Relativity isn’t confined to Einstein. It applies in the art world, too. Here’s a recent example: The Christie’s auction sale last week of “Chop Suey,” the famous 1929 Edward Hopper painting was sold for a record $91,875,000. The now deceased American realist artist originally netted $1,000 or less from his agent, the Rehn Gallery. Relativity.
Most famous artists have to be gone from this void before their pieces are worth a fortune. Hopper never took in more than about $8,000 for any of his works. He lived well enough, though frugally, in his Washington Square, Manhattan rental, until his 1967 passing.
Even the locale for “Chop Suey,” an upstairs Chinese restaurant, suggests living on a budget. In Hopper’s time, such places were all over Manhattan, and usually on the second floor or in the basement for cheaper rent; they offered inexpensive, satisfying food, with wonderful tea in sage-green cups that had no handles.
Hopper and his wife, artist Jo Nivison, would walk to these eateries. When he returned to his Nyack, N.Y. birthplace, he and his wife went to the upstairs Chinese restaurant off North Broadway.
A look at “Chop Suey” shows two women having what seems to be pleasant, face-to-face conversation. The meal appears over, since there is only a teapot and a bowl that may have held nuts. A man and woman are at a rear table, she smiling, he looking down. Outside is the iconic neon sign, and in one window is an abstract design, perhaps Hopper’s reference to the then current painting style.
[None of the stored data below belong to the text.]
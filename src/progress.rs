//! Progress-callback trait for freeze-job events.
//!
//! Inject an [`Arc<dyn FreezeProgressCallback>`] via
//! [`crate::freeze::Freezer::with_progress`] to receive events as a job moves
//! through the pipeline.
//!
//! # Why callbacks instead of channels?
//!
//! Callers can forward events to a terminal progress bar, a GUI status line
//! or a log without the library knowing how the host application
//! communicates. Events are delivered from whichever thread runs the step,
//! including the blocking pool used for reassembly, so the trait is
//! `Send + Sync`.
//!
//! # Example
//!
//! ```rust
//! use pdf_freezer::{FreezeProgressCallback, Freezer};
//! use std::sync::{Arc, atomic::{AtomicUsize, Ordering}};
//!
//! struct PageCounter {
//!     added: AtomicUsize,
//! }
//!
//! impl FreezeProgressCallback for PageCounter {
//!     fn on_page_added(&self, page_num: usize, total_pages: usize) {
//!         self.added.fetch_add(1, Ordering::SeqCst);
//!         eprintln!("Page {page_num}/{total_pages} added");
//!     }
//! }
//!
//! let freezer = Freezer::new()
//!     .with_progress(Arc::new(PageCounter { added: AtomicUsize::new(0) }));
//! ```

use std::path::Path;
use std::sync::Arc;

/// Called by the freeze pipeline as a job advances.
///
/// All methods have default no-op implementations so callers only override
/// what they care about. Events for one job arrive in order:
/// `on_job_start`, `on_serial_issued`, `on_pages_rasterized`,
/// `on_page_added` once per page, then `on_job_complete`. A failed job stops
/// emitting at the failing step.
pub trait FreezeProgressCallback: Send + Sync {
    /// Called once before the serial number is reserved.
    fn on_job_start(&self, input: &Path) {
        let _ = input;
    }

    /// Called after the counter has advanced.
    ///
    /// # Arguments
    /// * `number`: the reserved serial number
    /// * `label`: the formatted label, e.g. `"AR0042"`
    fn on_serial_issued(&self, number: u64, label: &str) {
        let _ = (number, label);
    }

    /// Called when the rasteriser has produced every page image.
    fn on_pages_rasterized(&self, total_pages: usize) {
        let _ = total_pages;
    }

    /// Called after each page is added to the output document.
    ///
    /// # Arguments
    /// * `page_num`: 1-indexed page number
    /// * `total_pages`: total pages in the document
    fn on_page_added(&self, page_num: usize, total_pages: usize) {
        let _ = (page_num, total_pages);
    }

    /// Called once the output file has been written.
    fn on_job_complete(&self, output: &Path, total_pages: usize) {
        let _ = (output, total_pages);
    }
}

/// A no-op implementation for callers that don't need progress events.
///
/// This is the default when no callback is configured.
pub struct NoopProgressCallback;

impl FreezeProgressCallback for NoopProgressCallback {}

/// Convenience alias for the type stored in [`crate::freeze::Freezer`].
pub type ProgressCallback = Arc<dyn FreezeProgressCallback>;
What does “Chop Suey” say? That depends on what you see, what the artist meant. For me, it’s relativity: the state of being relative to the period, the moment.
Edward Hopper would probably be offended by the auction price, by today’s greedy art market, with investors and the one percenters largely unappreciative of what he was searching for in “Chop Suey.” His currency was his interpretation of his innermost feelings and observations. That is what we see in the Hopper works, whether they cost $1,000 or $91,875,00.